High-Throughput Caching Strategies: Scaling MySQL for Ruby Application APIs
Benchmarking Baseline MySQL Performance
Before implementing any caching, a thorough understanding of the baseline performance is critical. This involves simulating realistic read loads against your MySQL database to identify bottlenecks. We’ll use sysbench for this purpose, focusing on its oltp-read-only workload.
Ensure you have sysbench installed on a separate machine from your database server to avoid resource contention. The test database should mirror your production schema and data volume as closely as possible. We’ll configure sysbench to use 16 threads, simulating a moderate concurrent read load.

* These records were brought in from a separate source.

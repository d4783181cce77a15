//! `gatehouse-core`: the session data model shared by every verifier.
//!
//! Nothing in here touches cryptography. The full server and the edge
//! verifier both depend on this crate so that token structure, claim
//! validation and cookie parsing are defined exactly once.

pub mod claims;
pub mod cookie;
pub mod error;
pub mod id;
pub mod principal;
pub mod role;
pub mod secret;
pub mod token;
pub mod verifier;

pub use claims::{ClaimsError, parse_claims};
pub use cookie::{SESSION_COOKIE_NAME, SESSION_MAX_AGE_SECS, find_cookie};
pub use error::{AccessError, RejectReason};
pub use id::SubjectId;
pub use principal::{Identity, Principal, unix_now};
pub use role::{Role, UnknownRole};
pub use secret::{DEV_FALLBACK_SECRET, MIN_PRODUCTION_SECRET_LEN, SecretError, SigningSecret};
pub use token::{TOKEN_DELIMITER, join_token, split_token};
pub use verifier::SessionVerifier;
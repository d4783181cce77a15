//! Process configuration, read once at startup from the environment.

use core::str::FromStr;
use std::net::SocketAddr;

use thiserror::Error;

use gatehouse_core::{SecretError, SigningSecret};
use gatehouse_observability::LogFormat;

pub const ENV_ENVIRONMENT: &str = "GATEHOUSE_ENV";
pub const ENV_SESSION_SECRET: &str = "GATEHOUSE_SESSION_SECRET";
pub const ENV_BIND_ADDR: &str = "GATEHOUSE_BIND_ADDR";
pub const ENV_LOG_FORMAT: &str = "GATEHOUSE_LOG_FORMAT";
pub const ENV_ADMIN_EMAIL: &str = "GATEHOUSE_ADMIN_EMAIL";
pub const ENV_ADMIN_PASSWORD: &str = "GATEHOUSE_ADMIN_PASSWORD";
pub const ENV_ADMIN_NAME: &str = "GATEHOUSE_ADMIN_NAME";

const DEFAULT_BIND_ADDR: &str = "0.0.0.0:8080";

/// Deployment posture. Production turns on `Secure` cookies and refuses
/// weak session secrets.
#[derive(Debug, Copy, Clone, PartialEq, Eq, Default)]
pub enum Environment {
    #[default]
    Development,
    Production,
}

impl Environment {
    pub fn is_production(&self) -> bool {
        *self == Environment::Production
    }
}

impl FromStr for Environment {
    type Err = String;

    fn from_str(s: &str) -> Result<Self, Self::Err> {
        match s.trim().to_ascii_lowercase().as_str() {
            "development" | "dev" => Ok(Environment::Development),
            "production" | "prod" => Ok(Environment::Production),
            other => Err(format!("unknown environment '{other}'")),
        }
    }
}

#[derive(Debug, Error)]
pub enum ConfigError {
    #[error("invalid {key}: {message}")]
    Invalid { key: &'static str, message: String },

    #[error("{ENV_SESSION_SECRET} must be set in production")]
    MissingSecret,

    #[error("unusable session secret: {0}")]
    WeakSecret(#[from] SecretError),

    #[error("{ENV_ADMIN_EMAIL} and {ENV_ADMIN_PASSWORD} must be set together")]
    PartialAdmin,
}

/// Single account the built-in credential check accepts.
#[derive(Clone, PartialEq, Eq)]
pub struct BootstrapAdmin {
    pub email: String,
    pub password: String,
    pub display_name: String,
}

impl core::fmt::Debug for BootstrapAdmin {
    fn fmt(&self, f: &mut core::fmt::Formatter<'_>) -> core::fmt::Result {
        f.debug_struct("BootstrapAdmin")
            .field("email", &self.email)
            .field("display_name", &self.display_name)
            .finish_non_exhaustive()
    }
}

#[derive(Debug, Clone)]
pub struct AppConfig {
    pub environment: Environment,
    pub bind_addr: SocketAddr,
    pub session_secret: SigningSecret,
    pub log_format: LogFormat,
    pub bootstrap_admin: Option<BootstrapAdmin>,
}

impl AppConfig {
    pub fn from_env() -> Result<Self, ConfigError> {
        Self::from_lookup(|key| std::env::var(key).ok())
    }

    /// Build from any key/value source; empty values count as unset.
    pub fn from_lookup(lookup: impl Fn(&str) -> Option<String>) -> Result<Self, ConfigError> {
        let get = |key: &str| lookup(key).filter(|v| !v.trim().is_empty());

        let environment = match get(ENV_ENVIRONMENT) {
            Some(raw) => raw.parse::<Environment>().map_err(|message| ConfigError::Invalid {
                key: ENV_ENVIRONMENT,
                message,
            })?,
            None => Environment::default(),
        };

        let bind_addr = get(ENV_BIND_ADDR)
            .unwrap_or_else(|| DEFAULT_BIND_ADDR.to_string())
            .parse::<SocketAddr>()
            .map_err(|e| ConfigError::Invalid {
                key: ENV_BIND_ADDR,
                message: e.to_string(),
            })?;

        let log_format = match get(ENV_LOG_FORMAT) {
            Some(raw) => raw.parse::<LogFormat>().map_err(|message| ConfigError::Invalid {
                key: ENV_LOG_FORMAT,
                message,
            })?,
            None => LogFormat::default(),
        };

        let session_secret = match get(ENV_SESSION_SECRET) {
            Some(raw) => SigningSecret::new(raw)?,
            None if environment.is_production() => return Err(ConfigError::MissingSecret),
            None => SigningSecret::dev_fallback(),
        };
        if environment.is_production() {
            session_secret.ensure_production_grade()?;
        }

        let bootstrap_admin = match (get(ENV_ADMIN_EMAIL), get(ENV_ADMIN_PASSWORD)) {
            (Some(email), Some(password)) => Some(BootstrapAdmin {
                display_name: get(ENV_ADMIN_NAME).unwrap_or_else(|| "Administrator".to_string()),
                email,
                password,
            }),
            (None, None) => None,
            _ => return Err(ConfigError::PartialAdmin),
        };

        Ok(Self {
            environment,
            bind_addr,
            session_secret,
            log_format,
            bootstrap_admin,
        })
    }

    pub fn secure_cookies(&self) -> bool {
        self.environment.is_production()
    }
}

Configuring Sysbench for Read-Only Load Testing
First, prepare the test database. This involves creating a schema and populating it with data. For a typical API scenario, a table with indexed columns that are frequently queried is representative.
Schema Preparation
Let’s assume a simple `products` table, common in e-commerce APIs.
SQL Schema Definition
CREATE TABLE products (
id BIGINT UNSIGNED AUTO_INCREMENT PRIMARY KEY,
name VARCHAR(255) NOT NULL,
description TEXT,
price DECIMAL(10, 2) NOT NULL,
category_id INT UNSIGNED,
created_at TIMESTAMP DEFAULT CURRENT_TIMESTAMP,
updated_at TIMESTAMP DEFAULT CURRENT_TIMESTAMP ON UPDATE CURRENT_TIMESTAMP,
KEY idx_category_id (category_id)
);
Sysbench OLTP-Read-Only Preparation
The following command prepares sysbench with 1 million rows in the `products` table. Adjust the `–tables` and `–table-size` parameters based on your production data scale.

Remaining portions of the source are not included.